In the entries that follow, find each line with the word "forced" and copy it.

◆ ◆ ◆ ◆ ◆ ◆ ◆

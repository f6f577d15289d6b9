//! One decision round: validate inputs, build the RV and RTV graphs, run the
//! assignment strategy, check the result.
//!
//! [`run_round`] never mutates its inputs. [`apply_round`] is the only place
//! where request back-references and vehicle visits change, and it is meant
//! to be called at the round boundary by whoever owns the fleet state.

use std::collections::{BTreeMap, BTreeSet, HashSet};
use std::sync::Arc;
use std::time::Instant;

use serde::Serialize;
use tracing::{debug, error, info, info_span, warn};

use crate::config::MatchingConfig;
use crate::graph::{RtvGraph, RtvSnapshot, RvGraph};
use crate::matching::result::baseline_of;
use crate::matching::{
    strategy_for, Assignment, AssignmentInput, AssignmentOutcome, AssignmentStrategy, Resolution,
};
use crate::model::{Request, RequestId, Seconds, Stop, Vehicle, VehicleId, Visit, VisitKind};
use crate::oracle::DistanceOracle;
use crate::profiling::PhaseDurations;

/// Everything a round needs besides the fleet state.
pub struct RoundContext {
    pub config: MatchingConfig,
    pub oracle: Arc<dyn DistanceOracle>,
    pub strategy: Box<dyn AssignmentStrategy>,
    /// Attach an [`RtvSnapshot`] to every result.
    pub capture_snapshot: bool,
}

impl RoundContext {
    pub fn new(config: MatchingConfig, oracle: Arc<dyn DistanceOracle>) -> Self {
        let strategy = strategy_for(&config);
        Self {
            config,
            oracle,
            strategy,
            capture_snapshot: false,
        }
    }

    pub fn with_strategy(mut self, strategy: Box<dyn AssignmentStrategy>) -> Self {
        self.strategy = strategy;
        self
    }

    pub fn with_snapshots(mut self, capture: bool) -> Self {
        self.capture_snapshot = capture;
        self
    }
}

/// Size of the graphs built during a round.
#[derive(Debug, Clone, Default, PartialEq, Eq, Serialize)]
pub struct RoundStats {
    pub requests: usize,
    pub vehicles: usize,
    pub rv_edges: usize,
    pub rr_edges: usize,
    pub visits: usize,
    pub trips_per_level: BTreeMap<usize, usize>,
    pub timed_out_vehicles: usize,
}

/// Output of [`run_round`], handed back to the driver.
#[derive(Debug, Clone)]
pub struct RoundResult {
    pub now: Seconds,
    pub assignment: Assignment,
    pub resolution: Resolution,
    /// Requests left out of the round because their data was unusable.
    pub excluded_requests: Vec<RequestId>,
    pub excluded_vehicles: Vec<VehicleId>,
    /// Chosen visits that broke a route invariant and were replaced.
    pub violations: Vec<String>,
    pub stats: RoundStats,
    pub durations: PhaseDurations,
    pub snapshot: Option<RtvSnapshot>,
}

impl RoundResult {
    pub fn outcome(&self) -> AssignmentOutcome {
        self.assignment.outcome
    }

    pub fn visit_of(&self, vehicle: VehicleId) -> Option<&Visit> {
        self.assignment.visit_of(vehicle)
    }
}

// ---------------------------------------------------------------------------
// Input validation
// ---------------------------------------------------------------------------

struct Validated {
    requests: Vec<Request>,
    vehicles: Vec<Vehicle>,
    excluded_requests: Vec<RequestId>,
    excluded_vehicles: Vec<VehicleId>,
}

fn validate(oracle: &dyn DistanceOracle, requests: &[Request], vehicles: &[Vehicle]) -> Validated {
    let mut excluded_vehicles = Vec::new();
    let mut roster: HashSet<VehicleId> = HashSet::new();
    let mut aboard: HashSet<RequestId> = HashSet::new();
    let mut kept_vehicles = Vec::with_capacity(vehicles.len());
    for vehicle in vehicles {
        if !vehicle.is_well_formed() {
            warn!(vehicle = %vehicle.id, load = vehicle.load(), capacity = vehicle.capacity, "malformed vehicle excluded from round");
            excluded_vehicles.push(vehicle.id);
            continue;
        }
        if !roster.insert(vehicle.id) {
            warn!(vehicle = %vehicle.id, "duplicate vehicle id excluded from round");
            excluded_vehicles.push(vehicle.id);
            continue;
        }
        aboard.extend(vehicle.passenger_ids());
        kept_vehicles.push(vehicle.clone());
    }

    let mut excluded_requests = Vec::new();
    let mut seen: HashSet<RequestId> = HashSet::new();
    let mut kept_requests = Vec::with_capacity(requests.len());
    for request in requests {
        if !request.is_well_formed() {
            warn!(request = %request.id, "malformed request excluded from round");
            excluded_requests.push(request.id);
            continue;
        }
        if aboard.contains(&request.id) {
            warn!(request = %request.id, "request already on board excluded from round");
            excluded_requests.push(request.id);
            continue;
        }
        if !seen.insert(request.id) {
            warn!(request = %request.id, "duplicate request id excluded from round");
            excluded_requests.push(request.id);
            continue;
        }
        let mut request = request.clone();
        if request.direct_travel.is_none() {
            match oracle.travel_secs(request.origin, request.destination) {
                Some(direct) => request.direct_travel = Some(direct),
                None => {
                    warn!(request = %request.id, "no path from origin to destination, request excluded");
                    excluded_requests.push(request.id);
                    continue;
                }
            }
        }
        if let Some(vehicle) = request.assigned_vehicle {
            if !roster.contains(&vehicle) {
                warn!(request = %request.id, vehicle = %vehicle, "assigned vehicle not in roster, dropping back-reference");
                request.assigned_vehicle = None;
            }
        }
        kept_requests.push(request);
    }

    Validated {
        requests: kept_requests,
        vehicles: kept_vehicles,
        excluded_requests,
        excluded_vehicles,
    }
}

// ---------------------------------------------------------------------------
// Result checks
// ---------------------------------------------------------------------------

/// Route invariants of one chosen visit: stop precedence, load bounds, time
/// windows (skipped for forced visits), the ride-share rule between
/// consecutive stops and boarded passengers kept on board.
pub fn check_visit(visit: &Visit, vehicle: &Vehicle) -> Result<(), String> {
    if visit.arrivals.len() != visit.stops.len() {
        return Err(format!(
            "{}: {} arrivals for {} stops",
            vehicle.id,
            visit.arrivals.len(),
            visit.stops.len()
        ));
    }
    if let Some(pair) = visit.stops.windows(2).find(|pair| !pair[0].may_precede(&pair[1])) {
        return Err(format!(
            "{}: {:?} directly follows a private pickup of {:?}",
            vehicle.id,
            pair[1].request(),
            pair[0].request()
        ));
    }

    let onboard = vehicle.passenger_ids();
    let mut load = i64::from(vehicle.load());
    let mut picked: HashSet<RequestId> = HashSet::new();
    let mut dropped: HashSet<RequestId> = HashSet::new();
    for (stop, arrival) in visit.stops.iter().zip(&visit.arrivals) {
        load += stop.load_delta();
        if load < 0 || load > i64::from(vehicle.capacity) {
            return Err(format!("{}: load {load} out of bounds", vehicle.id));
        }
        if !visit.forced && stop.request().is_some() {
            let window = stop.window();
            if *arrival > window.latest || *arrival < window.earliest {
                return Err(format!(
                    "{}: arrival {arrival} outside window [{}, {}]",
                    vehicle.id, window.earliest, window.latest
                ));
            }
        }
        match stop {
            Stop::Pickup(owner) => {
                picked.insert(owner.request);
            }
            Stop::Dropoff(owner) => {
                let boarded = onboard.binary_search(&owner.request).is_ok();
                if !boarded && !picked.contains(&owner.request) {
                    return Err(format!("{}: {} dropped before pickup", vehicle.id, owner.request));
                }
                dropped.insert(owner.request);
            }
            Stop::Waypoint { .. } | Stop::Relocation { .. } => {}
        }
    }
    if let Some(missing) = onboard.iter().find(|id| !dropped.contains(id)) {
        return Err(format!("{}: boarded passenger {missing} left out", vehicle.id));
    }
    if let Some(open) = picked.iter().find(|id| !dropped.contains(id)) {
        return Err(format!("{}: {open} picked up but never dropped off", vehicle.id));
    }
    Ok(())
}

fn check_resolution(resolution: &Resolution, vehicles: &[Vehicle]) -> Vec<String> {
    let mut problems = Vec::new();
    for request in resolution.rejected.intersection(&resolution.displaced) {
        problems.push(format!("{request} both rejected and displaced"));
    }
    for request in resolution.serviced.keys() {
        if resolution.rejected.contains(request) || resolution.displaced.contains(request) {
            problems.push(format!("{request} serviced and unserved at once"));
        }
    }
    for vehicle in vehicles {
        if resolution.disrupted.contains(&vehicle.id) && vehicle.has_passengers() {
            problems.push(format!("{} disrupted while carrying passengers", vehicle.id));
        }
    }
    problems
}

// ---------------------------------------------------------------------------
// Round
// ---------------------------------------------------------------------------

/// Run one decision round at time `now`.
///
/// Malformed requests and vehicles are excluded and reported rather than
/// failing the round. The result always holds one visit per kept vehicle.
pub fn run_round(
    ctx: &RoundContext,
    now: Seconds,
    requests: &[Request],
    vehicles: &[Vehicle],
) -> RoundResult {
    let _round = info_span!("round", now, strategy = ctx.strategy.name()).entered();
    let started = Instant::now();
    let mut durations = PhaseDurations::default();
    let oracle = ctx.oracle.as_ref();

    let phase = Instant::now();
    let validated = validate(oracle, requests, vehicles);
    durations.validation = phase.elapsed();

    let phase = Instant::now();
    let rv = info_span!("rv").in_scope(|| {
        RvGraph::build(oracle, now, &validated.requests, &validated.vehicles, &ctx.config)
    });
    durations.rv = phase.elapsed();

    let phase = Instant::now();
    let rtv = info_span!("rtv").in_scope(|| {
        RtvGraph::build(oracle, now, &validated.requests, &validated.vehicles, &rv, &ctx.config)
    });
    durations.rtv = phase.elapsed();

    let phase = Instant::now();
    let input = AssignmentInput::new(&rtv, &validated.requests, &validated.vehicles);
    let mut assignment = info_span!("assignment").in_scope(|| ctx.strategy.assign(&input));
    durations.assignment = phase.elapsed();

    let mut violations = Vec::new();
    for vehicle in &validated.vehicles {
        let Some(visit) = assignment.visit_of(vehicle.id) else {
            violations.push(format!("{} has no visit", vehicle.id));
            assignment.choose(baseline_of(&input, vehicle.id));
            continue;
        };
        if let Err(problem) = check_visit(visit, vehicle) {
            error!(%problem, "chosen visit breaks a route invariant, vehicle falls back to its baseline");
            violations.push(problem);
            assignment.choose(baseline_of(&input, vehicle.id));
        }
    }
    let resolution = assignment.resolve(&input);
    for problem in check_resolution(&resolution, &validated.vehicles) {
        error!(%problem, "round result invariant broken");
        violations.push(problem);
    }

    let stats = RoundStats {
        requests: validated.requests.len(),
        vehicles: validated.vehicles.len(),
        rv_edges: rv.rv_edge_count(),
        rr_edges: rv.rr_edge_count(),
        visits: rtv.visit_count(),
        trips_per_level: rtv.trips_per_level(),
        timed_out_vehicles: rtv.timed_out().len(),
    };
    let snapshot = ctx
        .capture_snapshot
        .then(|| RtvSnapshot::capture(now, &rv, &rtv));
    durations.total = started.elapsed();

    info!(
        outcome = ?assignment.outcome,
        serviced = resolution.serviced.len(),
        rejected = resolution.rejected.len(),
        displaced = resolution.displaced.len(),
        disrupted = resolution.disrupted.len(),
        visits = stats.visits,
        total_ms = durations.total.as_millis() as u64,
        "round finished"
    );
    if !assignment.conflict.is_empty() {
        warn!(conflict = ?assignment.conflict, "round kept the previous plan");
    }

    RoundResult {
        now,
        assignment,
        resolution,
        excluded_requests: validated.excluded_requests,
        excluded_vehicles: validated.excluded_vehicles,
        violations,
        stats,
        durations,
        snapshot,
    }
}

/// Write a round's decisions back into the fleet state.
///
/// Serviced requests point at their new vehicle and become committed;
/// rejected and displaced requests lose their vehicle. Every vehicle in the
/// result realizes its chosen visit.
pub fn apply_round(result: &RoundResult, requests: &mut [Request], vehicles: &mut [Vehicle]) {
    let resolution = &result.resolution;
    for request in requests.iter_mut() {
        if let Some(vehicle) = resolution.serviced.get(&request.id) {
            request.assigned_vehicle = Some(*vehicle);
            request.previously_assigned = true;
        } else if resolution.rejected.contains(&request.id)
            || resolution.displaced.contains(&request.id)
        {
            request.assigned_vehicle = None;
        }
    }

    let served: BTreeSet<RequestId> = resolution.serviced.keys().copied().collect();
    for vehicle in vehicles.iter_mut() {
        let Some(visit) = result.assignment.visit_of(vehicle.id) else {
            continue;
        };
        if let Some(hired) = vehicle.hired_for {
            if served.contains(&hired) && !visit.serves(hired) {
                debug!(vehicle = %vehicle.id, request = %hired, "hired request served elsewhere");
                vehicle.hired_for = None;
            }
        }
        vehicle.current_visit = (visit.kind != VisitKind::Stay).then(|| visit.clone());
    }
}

◆ ◆ ◆ ◆ ◆ ◆ ◆

● EXERCISE OUTPUT
/// windows (skipped for forced visits), the ride-share rule between
        if !visit.forced && stop.request().is_some() {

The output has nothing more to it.